[Stored data]

......

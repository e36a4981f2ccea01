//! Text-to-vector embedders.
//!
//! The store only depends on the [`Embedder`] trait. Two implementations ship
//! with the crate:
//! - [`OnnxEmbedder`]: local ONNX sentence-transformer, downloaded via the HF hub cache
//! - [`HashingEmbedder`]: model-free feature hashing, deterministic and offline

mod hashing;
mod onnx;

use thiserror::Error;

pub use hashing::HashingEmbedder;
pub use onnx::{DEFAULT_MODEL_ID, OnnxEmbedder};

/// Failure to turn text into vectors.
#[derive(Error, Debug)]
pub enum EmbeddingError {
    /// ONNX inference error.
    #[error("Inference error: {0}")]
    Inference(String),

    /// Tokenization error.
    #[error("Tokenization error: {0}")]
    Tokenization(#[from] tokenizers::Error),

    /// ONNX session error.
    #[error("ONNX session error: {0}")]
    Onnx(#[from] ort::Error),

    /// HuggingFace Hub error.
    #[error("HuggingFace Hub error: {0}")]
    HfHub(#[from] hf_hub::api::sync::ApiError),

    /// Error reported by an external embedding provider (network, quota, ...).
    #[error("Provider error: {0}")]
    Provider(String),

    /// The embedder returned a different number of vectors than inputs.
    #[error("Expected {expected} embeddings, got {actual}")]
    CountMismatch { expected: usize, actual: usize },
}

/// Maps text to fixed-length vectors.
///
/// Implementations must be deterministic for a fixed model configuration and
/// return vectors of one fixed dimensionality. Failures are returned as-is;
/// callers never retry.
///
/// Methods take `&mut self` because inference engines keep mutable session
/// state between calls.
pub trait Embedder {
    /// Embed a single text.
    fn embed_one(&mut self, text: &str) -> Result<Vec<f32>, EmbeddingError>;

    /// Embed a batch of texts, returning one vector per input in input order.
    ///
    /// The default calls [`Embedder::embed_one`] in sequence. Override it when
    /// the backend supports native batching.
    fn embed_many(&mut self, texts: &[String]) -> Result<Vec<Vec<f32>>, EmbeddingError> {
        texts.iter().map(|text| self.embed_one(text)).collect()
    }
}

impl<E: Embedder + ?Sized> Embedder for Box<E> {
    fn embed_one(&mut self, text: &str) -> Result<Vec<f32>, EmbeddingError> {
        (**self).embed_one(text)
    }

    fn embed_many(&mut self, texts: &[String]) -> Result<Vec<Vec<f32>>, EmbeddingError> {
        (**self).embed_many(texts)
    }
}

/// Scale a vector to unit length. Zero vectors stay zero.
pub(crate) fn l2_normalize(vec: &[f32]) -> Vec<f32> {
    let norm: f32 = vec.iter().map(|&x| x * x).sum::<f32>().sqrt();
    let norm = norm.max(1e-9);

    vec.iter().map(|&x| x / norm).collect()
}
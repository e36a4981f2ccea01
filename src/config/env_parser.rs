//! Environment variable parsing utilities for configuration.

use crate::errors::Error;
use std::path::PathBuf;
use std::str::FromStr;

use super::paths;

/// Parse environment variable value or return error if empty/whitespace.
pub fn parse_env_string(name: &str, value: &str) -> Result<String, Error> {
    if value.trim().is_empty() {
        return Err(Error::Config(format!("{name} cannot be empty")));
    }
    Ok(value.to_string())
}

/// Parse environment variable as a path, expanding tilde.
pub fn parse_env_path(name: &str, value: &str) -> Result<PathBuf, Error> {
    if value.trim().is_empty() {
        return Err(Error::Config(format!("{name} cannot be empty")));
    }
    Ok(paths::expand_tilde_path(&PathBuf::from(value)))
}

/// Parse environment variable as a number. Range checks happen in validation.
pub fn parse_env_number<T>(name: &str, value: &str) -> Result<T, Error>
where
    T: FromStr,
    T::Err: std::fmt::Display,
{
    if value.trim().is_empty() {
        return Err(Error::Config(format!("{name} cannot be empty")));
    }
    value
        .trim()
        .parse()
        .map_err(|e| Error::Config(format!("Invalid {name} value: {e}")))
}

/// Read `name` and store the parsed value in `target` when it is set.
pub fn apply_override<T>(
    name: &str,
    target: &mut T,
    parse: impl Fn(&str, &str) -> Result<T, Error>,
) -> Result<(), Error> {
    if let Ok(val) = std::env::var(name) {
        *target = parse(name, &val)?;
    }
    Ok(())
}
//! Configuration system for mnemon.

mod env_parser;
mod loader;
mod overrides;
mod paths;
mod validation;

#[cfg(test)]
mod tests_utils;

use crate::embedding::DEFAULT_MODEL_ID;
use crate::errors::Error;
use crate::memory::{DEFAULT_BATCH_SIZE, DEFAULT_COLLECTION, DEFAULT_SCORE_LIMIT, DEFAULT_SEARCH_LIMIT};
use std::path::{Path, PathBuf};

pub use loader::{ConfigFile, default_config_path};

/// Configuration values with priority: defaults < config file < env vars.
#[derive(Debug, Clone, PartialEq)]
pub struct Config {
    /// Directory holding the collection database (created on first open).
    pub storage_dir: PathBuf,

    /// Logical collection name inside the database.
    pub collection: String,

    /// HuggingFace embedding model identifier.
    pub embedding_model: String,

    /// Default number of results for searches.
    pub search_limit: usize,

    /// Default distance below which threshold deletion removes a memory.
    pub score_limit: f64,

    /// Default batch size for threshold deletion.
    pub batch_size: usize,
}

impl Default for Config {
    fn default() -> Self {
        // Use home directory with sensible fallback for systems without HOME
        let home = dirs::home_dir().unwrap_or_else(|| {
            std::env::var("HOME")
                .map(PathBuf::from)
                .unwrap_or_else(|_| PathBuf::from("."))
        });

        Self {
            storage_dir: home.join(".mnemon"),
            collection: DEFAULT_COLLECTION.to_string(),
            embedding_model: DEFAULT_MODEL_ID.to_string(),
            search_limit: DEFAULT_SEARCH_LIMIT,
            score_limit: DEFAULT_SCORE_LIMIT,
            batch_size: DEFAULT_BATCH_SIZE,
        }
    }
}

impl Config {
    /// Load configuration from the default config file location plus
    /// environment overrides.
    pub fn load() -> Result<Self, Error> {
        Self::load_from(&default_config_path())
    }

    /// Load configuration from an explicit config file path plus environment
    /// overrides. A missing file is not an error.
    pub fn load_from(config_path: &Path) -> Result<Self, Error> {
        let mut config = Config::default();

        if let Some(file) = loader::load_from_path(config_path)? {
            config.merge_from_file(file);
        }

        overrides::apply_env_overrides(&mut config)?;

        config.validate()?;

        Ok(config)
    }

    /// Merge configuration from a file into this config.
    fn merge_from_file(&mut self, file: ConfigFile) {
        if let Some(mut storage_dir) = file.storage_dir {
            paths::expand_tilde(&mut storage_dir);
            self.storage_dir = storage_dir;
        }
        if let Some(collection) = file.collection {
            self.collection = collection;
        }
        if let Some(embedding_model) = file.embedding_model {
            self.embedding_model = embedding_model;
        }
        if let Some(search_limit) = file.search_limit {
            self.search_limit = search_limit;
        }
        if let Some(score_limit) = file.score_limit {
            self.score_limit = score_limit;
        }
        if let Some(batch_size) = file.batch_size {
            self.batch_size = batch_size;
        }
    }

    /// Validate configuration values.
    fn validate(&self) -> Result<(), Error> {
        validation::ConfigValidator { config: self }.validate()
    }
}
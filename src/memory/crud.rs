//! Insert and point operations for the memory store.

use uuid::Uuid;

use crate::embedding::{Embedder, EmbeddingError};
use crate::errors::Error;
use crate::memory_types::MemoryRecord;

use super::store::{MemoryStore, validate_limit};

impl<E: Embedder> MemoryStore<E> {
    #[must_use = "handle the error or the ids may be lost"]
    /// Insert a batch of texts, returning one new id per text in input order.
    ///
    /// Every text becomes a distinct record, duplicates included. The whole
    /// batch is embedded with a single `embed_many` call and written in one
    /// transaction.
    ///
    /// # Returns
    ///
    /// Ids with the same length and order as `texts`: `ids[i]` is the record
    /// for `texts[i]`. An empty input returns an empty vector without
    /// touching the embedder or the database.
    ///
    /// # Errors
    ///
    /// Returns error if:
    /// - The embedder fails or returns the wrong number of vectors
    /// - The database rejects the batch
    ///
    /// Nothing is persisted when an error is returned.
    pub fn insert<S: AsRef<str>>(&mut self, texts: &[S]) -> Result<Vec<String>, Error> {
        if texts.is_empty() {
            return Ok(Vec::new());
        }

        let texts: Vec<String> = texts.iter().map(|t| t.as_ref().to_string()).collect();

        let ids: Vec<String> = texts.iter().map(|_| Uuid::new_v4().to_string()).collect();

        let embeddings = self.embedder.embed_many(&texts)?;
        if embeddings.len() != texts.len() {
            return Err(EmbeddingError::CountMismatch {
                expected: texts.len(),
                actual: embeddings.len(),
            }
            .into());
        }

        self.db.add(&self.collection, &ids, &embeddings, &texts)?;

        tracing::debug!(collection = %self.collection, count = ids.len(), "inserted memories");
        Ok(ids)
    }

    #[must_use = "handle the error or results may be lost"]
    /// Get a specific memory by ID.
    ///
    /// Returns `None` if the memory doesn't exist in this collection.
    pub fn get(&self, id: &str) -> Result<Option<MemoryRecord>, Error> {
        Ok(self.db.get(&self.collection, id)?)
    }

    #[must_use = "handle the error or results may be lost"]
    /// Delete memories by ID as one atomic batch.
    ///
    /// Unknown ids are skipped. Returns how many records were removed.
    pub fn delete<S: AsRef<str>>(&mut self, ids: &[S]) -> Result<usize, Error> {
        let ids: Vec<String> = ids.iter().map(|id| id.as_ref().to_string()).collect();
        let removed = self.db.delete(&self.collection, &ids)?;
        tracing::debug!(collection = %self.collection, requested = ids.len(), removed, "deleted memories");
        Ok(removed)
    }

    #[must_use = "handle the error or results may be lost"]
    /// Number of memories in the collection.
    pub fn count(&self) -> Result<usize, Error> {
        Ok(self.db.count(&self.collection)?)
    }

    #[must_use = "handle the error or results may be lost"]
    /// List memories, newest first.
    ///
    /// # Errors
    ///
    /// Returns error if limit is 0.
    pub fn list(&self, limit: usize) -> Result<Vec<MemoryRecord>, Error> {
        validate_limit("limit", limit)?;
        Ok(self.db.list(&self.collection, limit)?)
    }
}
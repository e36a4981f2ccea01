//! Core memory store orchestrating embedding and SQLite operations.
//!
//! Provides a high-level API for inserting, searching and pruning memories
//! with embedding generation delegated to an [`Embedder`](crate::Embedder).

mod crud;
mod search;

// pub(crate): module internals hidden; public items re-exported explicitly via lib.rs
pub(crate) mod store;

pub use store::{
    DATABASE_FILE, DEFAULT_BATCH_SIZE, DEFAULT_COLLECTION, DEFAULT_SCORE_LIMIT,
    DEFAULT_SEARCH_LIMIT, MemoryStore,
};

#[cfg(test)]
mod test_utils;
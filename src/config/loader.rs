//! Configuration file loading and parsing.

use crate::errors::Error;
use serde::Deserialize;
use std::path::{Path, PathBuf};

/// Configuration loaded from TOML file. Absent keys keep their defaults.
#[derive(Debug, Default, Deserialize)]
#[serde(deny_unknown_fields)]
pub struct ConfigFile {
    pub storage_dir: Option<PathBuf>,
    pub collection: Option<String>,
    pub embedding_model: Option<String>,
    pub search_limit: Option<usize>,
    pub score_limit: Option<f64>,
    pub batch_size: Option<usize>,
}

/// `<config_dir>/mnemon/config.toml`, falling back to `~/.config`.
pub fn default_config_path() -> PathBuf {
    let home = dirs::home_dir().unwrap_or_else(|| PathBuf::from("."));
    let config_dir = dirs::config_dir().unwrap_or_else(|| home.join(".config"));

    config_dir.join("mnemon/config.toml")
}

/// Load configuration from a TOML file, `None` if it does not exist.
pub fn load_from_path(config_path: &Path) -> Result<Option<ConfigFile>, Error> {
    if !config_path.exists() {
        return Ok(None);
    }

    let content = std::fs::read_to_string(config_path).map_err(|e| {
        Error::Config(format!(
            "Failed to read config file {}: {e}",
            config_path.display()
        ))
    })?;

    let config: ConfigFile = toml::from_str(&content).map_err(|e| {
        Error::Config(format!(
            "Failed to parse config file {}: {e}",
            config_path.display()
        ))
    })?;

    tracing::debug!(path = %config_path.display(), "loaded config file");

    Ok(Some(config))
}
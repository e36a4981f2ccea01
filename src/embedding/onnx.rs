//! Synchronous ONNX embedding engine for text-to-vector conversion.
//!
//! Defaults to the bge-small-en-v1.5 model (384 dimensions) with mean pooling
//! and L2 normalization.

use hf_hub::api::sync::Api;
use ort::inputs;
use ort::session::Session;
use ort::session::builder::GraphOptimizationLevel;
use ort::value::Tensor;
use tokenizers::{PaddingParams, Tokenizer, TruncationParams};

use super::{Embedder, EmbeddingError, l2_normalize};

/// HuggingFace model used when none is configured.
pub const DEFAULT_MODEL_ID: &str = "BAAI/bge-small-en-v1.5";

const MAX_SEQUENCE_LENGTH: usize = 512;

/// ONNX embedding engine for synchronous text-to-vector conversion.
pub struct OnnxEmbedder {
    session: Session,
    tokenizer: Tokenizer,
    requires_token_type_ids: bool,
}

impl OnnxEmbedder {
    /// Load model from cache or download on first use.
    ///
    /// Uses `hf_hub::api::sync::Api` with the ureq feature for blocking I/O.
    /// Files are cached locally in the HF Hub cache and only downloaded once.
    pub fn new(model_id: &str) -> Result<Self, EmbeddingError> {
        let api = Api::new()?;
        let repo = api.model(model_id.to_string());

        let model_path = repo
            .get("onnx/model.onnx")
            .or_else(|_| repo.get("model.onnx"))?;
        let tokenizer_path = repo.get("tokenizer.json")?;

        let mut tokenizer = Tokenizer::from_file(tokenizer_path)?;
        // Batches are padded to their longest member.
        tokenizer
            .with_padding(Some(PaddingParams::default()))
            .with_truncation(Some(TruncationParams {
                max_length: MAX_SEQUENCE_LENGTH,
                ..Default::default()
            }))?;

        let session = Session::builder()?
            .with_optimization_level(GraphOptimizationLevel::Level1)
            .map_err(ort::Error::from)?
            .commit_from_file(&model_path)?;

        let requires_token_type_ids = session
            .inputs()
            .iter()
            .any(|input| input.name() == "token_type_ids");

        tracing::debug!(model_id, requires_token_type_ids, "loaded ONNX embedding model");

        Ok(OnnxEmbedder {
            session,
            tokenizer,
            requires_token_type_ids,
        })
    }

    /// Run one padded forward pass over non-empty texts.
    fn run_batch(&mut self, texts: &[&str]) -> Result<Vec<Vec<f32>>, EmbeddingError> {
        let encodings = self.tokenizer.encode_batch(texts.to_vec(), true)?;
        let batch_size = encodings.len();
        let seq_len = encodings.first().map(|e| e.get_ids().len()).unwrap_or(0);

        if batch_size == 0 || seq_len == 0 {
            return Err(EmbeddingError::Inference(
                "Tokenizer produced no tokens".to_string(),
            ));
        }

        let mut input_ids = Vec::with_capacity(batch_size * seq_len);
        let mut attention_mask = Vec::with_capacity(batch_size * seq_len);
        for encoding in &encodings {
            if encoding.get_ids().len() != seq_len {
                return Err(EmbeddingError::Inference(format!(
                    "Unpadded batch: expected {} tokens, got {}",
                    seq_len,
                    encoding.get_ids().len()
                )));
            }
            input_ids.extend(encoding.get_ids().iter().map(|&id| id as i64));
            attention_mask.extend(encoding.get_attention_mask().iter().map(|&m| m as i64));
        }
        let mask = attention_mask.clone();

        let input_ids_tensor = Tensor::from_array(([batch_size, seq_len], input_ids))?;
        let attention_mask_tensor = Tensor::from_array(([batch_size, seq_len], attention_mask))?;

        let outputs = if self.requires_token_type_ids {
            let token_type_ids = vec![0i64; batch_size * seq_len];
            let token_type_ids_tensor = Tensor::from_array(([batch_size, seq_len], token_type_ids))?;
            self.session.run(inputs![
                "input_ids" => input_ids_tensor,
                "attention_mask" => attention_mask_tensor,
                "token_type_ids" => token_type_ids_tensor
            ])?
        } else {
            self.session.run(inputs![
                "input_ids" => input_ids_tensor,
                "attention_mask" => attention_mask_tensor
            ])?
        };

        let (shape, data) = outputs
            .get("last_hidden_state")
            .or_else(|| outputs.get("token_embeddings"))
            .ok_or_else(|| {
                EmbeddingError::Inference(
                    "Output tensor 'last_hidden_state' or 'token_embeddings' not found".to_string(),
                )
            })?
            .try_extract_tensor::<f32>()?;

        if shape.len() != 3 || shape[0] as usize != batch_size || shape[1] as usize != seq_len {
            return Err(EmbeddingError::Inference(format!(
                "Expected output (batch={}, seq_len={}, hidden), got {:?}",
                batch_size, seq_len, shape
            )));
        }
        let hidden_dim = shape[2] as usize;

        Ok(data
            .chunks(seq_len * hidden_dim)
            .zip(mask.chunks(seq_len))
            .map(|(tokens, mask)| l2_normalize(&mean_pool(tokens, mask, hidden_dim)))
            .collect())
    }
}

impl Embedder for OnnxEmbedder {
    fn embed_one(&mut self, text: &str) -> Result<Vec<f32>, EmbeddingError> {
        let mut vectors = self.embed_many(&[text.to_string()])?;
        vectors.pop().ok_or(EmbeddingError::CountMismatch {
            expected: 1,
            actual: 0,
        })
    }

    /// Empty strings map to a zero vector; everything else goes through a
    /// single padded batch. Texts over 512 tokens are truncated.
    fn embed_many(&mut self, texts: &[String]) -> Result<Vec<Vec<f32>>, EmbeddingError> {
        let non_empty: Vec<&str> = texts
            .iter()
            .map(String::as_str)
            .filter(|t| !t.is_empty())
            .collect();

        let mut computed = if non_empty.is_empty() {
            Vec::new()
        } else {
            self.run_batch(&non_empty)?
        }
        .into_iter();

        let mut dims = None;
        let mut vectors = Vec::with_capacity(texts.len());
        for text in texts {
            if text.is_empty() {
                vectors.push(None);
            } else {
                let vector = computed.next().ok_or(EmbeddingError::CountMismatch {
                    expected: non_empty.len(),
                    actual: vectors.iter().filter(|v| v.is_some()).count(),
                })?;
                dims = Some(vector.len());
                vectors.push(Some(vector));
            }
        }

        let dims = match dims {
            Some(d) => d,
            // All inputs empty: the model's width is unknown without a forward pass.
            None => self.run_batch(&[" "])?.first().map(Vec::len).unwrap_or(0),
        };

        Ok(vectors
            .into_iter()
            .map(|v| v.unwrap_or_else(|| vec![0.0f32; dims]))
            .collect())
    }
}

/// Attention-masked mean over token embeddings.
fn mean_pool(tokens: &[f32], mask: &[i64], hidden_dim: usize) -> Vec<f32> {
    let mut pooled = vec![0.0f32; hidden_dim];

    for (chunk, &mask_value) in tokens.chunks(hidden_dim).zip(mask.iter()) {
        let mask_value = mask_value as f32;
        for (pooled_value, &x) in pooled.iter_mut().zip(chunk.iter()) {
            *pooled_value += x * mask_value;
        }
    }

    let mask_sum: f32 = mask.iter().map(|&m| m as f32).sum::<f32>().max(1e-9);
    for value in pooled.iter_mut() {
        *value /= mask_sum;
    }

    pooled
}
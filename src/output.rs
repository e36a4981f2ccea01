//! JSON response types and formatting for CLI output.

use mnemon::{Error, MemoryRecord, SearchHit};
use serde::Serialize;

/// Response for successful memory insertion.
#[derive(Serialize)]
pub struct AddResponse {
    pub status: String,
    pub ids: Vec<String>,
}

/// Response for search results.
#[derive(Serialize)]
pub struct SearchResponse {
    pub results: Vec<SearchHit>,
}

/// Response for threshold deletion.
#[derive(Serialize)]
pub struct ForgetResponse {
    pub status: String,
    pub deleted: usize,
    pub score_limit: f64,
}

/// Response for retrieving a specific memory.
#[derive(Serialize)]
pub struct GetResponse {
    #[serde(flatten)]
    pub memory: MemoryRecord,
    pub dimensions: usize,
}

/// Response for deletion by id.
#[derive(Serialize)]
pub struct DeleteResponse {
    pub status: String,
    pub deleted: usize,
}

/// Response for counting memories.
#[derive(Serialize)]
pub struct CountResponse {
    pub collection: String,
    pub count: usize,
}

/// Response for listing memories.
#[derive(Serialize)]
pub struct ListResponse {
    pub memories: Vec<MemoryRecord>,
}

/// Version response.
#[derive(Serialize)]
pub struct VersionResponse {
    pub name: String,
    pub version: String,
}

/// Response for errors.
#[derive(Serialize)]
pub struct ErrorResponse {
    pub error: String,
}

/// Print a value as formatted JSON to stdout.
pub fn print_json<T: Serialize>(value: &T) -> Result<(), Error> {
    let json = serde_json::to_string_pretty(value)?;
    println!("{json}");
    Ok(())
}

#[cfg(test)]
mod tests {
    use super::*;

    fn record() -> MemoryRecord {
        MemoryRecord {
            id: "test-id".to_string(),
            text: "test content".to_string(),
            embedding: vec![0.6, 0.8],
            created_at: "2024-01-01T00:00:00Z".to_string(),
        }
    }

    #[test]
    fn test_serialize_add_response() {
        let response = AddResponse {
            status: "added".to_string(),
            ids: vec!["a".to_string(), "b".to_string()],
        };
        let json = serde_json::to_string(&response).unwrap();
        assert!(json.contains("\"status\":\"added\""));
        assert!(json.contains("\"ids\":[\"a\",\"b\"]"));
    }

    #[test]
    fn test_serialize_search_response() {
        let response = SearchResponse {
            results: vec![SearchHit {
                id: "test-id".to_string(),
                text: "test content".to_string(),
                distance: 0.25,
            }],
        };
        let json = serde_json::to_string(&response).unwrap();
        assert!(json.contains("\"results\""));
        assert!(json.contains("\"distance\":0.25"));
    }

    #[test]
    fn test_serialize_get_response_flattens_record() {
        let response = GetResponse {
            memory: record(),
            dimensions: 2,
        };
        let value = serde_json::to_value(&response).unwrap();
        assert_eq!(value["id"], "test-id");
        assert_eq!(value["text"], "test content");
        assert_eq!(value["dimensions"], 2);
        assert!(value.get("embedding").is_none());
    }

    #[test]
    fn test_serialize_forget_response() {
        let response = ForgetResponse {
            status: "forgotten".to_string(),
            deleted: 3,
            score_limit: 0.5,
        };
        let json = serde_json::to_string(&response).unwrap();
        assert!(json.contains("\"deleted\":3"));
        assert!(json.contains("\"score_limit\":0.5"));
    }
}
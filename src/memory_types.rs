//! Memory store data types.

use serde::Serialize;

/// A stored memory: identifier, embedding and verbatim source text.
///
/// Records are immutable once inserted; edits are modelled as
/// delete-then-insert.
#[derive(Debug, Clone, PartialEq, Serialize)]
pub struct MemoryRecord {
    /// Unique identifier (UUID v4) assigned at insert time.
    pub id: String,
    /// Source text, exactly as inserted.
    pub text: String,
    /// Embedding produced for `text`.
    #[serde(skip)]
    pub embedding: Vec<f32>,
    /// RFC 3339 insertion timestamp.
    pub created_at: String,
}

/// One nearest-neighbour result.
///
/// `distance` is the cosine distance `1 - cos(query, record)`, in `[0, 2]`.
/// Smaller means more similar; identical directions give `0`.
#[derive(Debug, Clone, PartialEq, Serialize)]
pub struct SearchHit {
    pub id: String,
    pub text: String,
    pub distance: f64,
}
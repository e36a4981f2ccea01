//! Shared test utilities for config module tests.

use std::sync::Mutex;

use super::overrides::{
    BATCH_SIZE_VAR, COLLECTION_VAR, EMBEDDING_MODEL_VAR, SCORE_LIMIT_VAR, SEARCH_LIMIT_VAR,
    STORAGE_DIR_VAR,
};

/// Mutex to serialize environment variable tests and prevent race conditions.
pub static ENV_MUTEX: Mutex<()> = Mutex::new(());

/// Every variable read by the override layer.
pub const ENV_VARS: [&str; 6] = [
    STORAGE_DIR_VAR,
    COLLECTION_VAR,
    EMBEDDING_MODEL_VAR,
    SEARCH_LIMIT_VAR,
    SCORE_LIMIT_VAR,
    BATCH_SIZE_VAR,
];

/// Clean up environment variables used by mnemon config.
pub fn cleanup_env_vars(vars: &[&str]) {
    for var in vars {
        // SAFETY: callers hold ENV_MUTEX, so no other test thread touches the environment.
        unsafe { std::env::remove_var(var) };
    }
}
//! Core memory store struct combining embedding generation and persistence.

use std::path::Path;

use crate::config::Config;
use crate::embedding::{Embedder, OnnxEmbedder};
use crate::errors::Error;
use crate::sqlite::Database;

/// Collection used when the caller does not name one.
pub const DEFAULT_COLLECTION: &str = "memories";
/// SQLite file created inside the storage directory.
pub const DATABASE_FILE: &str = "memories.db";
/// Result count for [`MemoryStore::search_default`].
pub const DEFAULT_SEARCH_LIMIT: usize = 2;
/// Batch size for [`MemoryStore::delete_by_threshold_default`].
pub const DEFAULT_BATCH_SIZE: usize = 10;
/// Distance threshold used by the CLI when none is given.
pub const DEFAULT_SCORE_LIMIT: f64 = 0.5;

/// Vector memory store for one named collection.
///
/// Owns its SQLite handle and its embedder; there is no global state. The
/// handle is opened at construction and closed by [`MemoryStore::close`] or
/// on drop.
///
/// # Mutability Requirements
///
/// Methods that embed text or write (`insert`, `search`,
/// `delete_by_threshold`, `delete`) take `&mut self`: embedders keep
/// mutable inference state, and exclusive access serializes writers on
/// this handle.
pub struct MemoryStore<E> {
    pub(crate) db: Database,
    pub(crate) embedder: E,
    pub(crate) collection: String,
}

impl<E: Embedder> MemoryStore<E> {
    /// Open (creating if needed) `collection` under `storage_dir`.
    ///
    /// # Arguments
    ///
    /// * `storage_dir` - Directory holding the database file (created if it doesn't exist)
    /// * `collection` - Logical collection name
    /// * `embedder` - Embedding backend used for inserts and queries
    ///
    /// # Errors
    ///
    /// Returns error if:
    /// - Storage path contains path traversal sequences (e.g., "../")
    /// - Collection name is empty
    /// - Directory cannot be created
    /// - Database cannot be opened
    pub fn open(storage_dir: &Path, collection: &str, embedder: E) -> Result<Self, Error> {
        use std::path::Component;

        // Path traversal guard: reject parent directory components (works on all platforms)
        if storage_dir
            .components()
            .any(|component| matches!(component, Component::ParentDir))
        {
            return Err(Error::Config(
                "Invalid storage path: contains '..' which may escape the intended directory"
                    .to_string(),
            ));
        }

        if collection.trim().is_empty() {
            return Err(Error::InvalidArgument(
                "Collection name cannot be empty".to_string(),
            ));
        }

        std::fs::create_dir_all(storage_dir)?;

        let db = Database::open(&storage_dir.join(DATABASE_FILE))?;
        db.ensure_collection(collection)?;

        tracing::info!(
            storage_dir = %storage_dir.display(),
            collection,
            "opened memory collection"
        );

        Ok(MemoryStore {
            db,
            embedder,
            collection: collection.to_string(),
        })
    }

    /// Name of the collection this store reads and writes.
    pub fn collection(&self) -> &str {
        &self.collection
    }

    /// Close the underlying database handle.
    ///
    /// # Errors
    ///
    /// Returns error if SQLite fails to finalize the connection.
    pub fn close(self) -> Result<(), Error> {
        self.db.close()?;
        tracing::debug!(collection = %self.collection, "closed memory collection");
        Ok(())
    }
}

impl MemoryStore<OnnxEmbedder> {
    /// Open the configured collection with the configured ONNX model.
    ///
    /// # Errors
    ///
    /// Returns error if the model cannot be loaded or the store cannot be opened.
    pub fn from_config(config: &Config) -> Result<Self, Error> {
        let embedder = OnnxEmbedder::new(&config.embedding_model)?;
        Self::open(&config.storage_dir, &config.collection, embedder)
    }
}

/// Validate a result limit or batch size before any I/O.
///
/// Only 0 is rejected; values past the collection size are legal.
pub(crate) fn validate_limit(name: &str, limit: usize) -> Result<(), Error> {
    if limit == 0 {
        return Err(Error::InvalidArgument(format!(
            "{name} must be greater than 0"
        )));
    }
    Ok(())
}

......

Among the entries, how many lines include the word "traversal"? Answer with a single number and nothing further.

2